Lecture 16

P

Definition \(P=\cup_{k\geq 1}TIME(n^k)\)

Definition A polynomial-time TM is a TM with running time \(O(n^k)\) for some \(k\in\mathbb{N}\)

A language \(L\in P\) iff it can be decided by a single-tape polynomial-time TM.

Why care about \(P\)

Robustness

Theorem \(L\in P\) iff it can be decided by a polynomial-time

  1. single tape TM
  2. multi-tape TM
  3. RAM algorithm.
  4. ...

Proof Idea Show that single tape TM can simulate other models with only a polynomail slowdown.

Cobham-Edmonds Thesis Any problem that can be solved efficiently, by some physical computer has a corresponding language that is in \(P\).

Challenge Quantum Computation

Closure

Theorem For any polynomial-time TM \(A\) and any polynomial-time subroutine TM \(B\) that calls \(A\) as a black box (and counts as \(1\) transition), there is a single-tape TM \(C\) also runs in polynomial-time and behaves exactly as \(B\).
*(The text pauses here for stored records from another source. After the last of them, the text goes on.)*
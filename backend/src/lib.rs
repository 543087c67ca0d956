//! Backend library modules.

pub mod doc;
pub mod domain;
pub mod inbound;
pub mod middleware;
pub mod outbound;
pub mod server;
#[cfg(any(test, feature = "test-support"))]
pub mod test_support;

/// Public OpenAPI surface used by Swagger UI and tooling.
pub use doc::ApiDoc;
pub use middleware::{PageRouting, Trace};
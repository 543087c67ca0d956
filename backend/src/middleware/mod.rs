//! Actix middleware for the governance service.

pub mod routing;
pub mod trace;

pub use routing::PageRouting;
pub use trace::Trace;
\(TIME(n^k)\) is not closed under subroutine calls for any \(k\geq 1\).

Meaning

For many languages, there is a simple brute-force search algorithm that decides the language in exponential time.

For each of these language \(L\), showing that \(L\in P\) means that we can do exponentially better than brute force search.

NP

Definition The running time of NTM is a function \(t:\mathbb{N}\rightarrow\mathbb{N}\) where \(t(n)\) is the maximum number of transitions followed on any valid computation path before the NTM halts and over any input of length n.
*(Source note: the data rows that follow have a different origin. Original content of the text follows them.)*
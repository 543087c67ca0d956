//! Vote-draft HTTP handlers.
//!
//! ```text
//! PUT  /api/v1/polls/{id}/draft
//! POST /api/v1/polls/{id}/finish
//! ```

use std::collections::BTreeMap;

use actix_web::{post, put, web};
use serde::{Deserialize, Serialize};
use utoipa::ToSchema;

use crate::domain::ports::SaveDraftRequest;
use crate::domain::{AnswerId, Error, PollId, QuestionId, VoteDraft};
use crate::inbound::http::ApiResult;
use crate::inbound::http::auth::current_user;
use crate::inbound::http::session::SessionContext;
use crate::inbound::http::state::HttpState;

/// Request body for `PUT /api/v1/polls/{id}/draft`. The selection map
/// replaces the whole draft; questions absent from the map are cleared.
#[derive(Debug, Deserialize, Serialize, ToSchema)]
#[serde(rename_all = "camelCase")]
pub struct SaveDraftHttpRequest {
    #[serde(default)]
    pub selections: BTreeMap<QuestionId, Vec<AnswerId>>,
}

/// Draft payload returned by both endpoints.
#[derive(Debug, Serialize, ToSchema)]
#[serde(rename_all = "camelCase")]
pub struct VoteDraftResponse {
    pub poll_id: String,
    pub selections: BTreeMap<QuestionId, Vec<AnswerId>>,
    pub finished_at: Option<String>,
}

impl From<VoteDraft> for VoteDraftResponse {
    fn from(draft: VoteDraft) -> Self {
        Self {
            poll_id: draft.poll_id().to_string(),
            selections: draft.selections().clone(),
            finished_at: draft.finished_at().map(|at| at.to_rfc3339()),
        }
    }
}

/// Save the caller's draft for a poll, replacing any previous selections.
#[utoipa::path(
    put,
    path = "/api/v1/polls/{id}/draft",
    params(("id" = String, Path, description = "Poll id")),
    request_body = SaveDraftHttpRequest,
    responses(
        (status = 200, description = "Draft saved", body = VoteDraftResponse),
        (status = 400, description = "Unknown question or answer id", body = Error),
        (status = 401, description = "Unauthorised", body = Error),
        (status = 403, description = "Not a participant", body = Error),
        (status = 404, description = "Poll not found", body = Error),
        (status = 409, description = "Draft already finished", body = Error)
    ),
    tags = ["votes"],
    operation_id = "saveVoteDraft"
)]
#[put("/polls/{id}/draft")]
pub async fn save_draft(
    state: web::Data<HttpState>,
    session: SessionContext,
    path: web::Path<PollId>,
    payload: web::Json<SaveDraftHttpRequest>,
) -> ApiResult<web::Json<VoteDraftResponse>> {
    let user = current_user(&state, &session).await?;
    let draft = state
        .voting
        .save_draft(SaveDraftRequest {
            poll_id: path.into_inner(),
            user_id: *user.id(),
            selections: payload.into_inner().selections,
        })
        .await?;
    Ok(web::Json(VoteDraftResponse::from(draft)))
}

/// Lock the caller's draft. Finishing is terminal.
#[utoipa::path(
    post,
    path = "/api/v1/polls/{id}/finish",
    params(("id" = String, Path, description = "Poll id")),
    responses(
        (status = 200, description = "Draft finished", body = VoteDraftResponse),
        (status = 401, description = "Unauthorised", body = Error),
        (status = 404, description = "No draft for this poll", body = Error),
        (status = 409, description = "Draft already finished", body = Error)
    ),
    tags = ["votes"],
    operation_id = "finishVoteDraft"
)]
#[post("/polls/{id}/finish")]
pub async fn finish_draft(
    state: web::Data<HttpState>,
    session: SessionContext,
    path: web::Path<PollId>,
) -> ApiResult<web::Json<VoteDraftResponse>> {
    let user = current_user(&state, &session).await?;
    let draft = state
        .voting
        .finish_draft(&path.into_inner(), user.id())
        .await?;
    Ok(web::Json(VoteDraftResponse::from(draft)))
}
Definition \(NTIME(t(n))\) is the class of languages that can be decided by an NTM with running time \(O(t(n))\)

Definition NP=\(\cup_{k\geq 1}NTIME(n^k)\).

Definition The language \(L\) is efficiently verifiable, if there is a polynomail-time deterministic TM \(M\) that satisties

  1. \(\forall x\in L\), there exist \(C=\{0,1\}^*\) of length \(|c|=poly(|x|)\) such that \(M\) accepts \(<x,c>\)
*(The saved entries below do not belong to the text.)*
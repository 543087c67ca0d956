//! OpenAPI documentation configuration.
//!
//! Defines the [`ApiDoc`] struct which generates the OpenAPI specification
//! for the REST API: every HTTP endpoint from the inbound layer, the shared
//! error envelope, and the session cookie security scheme. The generated
//! document backs Swagger UI in debug builds.

use utoipa::openapi::security::{ApiKey, ApiKeyValue, SecurityScheme};
use utoipa::{Modify, OpenApi};

use crate::domain::{Error, ErrorCode};
use crate::inbound::http::auth::{LoginRequest, RegisterRequest, UserResponse};
use crate::inbound::http::boards::{BoardResponse, CreateBoardHttpRequest};
use crate::inbound::http::hierarchy::{JoinParentHttpRequest, JoinParentResponse};
use crate::inbound::http::organizations::{
    CreateOrganizationHttpRequest, MembershipResponse, OrganizationResponse, ReviewRequest,
};
use crate::inbound::http::votes::{SaveDraftHttpRequest, VoteDraftResponse};

/// Enrich the generated document with the session cookie security scheme.
struct SecurityAddon;

impl Modify for SecurityAddon {
    fn modify(&self, openapi: &mut utoipa::openapi::OpenApi) {
        let components = openapi
            .components
            .get_or_insert_with(utoipa::openapi::Components::default);

        components.add_security_scheme(
            "SessionCookie",
            SecurityScheme::ApiKey(ApiKey::Cookie(ApiKeyValue::with_description(
                "session",
                "Session cookie issued by POST /api/v1/login.",
            ))),
        );
    }
}

/// OpenAPI document for the REST API.
/// Swagger UI is enabled in debug builds only and used by tooling.
#[derive(OpenApi)]
#[openapi(
    modifiers(&SecurityAddon),
    info(
        title = "Governance backend API",
        description = "HTTP interface for organization governance: accounts, \
                       memberships, hierarchy, boards, and vote drafts."
    ),
    servers(
        (url = "/", description = "Relative to the deployment base URL")
    ),
    security(("SessionCookie" = [])),
    paths(
        crate::inbound::http::auth::register,
        crate::inbound::http::auth::login,
        crate::inbound::http::auth::logout,
        crate::inbound::http::auth::me,
        crate::inbound::http::organizations::create_organization,
        crate::inbound::http::organizations::join_organization,
        crate::inbound::http::organizations::pending_requests,
        crate::inbound::http::organizations::review_join_request,
        crate::inbound::http::hierarchy::request_join_parent,
        crate::inbound::http::hierarchy::incoming_requests,
        crate::inbound::http::hierarchy::review_request,
        crate::inbound::http::hierarchy::cancel_request,
        crate::inbound::http::boards::create_board,
        crate::inbound::http::boards::list_boards,
        crate::inbound::http::boards::archive_board,
        crate::inbound::http::votes::save_draft,
        crate::inbound::http::votes::finish_draft,
        crate::inbound::http::health::ready,
        crate::inbound::http::health::live,
    ),
    components(schemas(
        Error,
        ErrorCode,
        RegisterRequest,
        LoginRequest,
        UserResponse,
        CreateOrganizationHttpRequest,
        OrganizationResponse,
        MembershipResponse,
        ReviewRequest,
        JoinParentHttpRequest,
        JoinParentResponse,
        CreateBoardHttpRequest,
        BoardResponse,
        SaveDraftHttpRequest,
        VoteDraftResponse,
    )),
    tags(
        (name = "auth", description = "Registration, login, and the current session"),
        (name = "organizations", description = "Organizations and membership requests"),
        (name = "hierarchy", description = "Parent-child organization links"),
        (name = "boards", description = "Discussion boards"),
        (name = "votes", description = "Vote drafts on board polls"),
        (name = "health", description = "Endpoints for health checks")
    )
)]
pub struct ApiDoc;

#[cfg(test)]
mod tests {
    //! Tests verifying OpenAPI document structure.

    use super::*;
    use utoipa::OpenApi;
    use utoipa::openapi::RefOr;
    use utoipa::openapi::schema::Schema;

    fn assert_object_schema_has_field(schema: &RefOr<Schema>, field: &str) {
        match schema {
            RefOr::T(Schema::Object(obj)) => {
                assert!(
                    obj.properties.contains_key(field),
                    "schema should have field '{field}'"
                );
            }
            _ => panic!("expected Object schema"),
        }
    }

    #[test]
    fn openapi_error_schema_has_required_fields() {
        let doc = ApiDoc::openapi();
        let schemas = &doc.components.as_ref().expect("components").schemas;
        let error_schema = schemas.get("Error").expect("Error schema");

        assert_object_schema_has_field(error_schema, "code");
        assert_object_schema_has_field(error_schema, "message");
    }

    #[test]
    fn openapi_registers_every_governance_path() {
        let doc = ApiDoc::openapi();
        for path in [
            "/api/v1/register",
            "/api/v1/login",
            "/api/v1/organizations",
            "/api/v1/organizations/{id}/join",
            "/api/v1/organizations/{id}/join-parent",
            "/api/v1/organizations/{id}/boards",
            "/api/v1/polls/{id}/draft",
            "/healthz/ready",
        ] {
            assert!(
                doc.paths.paths.contains_key(path),
                "missing path '{path}'"
            );
        }
    }
}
  2. \(\forall x\not\in L\), \(\forall C=\{0,1\}^*\) of length \(|c|=poly(|x|)\), \(M\) rejects \(<x, c>\)

Theorem \(L\in NP\) iff \(L\) is efficiently verifiable.

Proof Efficient verifiable \(\Rightarrow\) \(L\in NP\).

We can build a NTM to guess the certificant and call the verifunc as a subroutine

NP \(\Rightarrow\) Efficient verifable

Use the certificate to determine which transitions to follow in a (deterministic) simulator of the NTM that decides \(L\).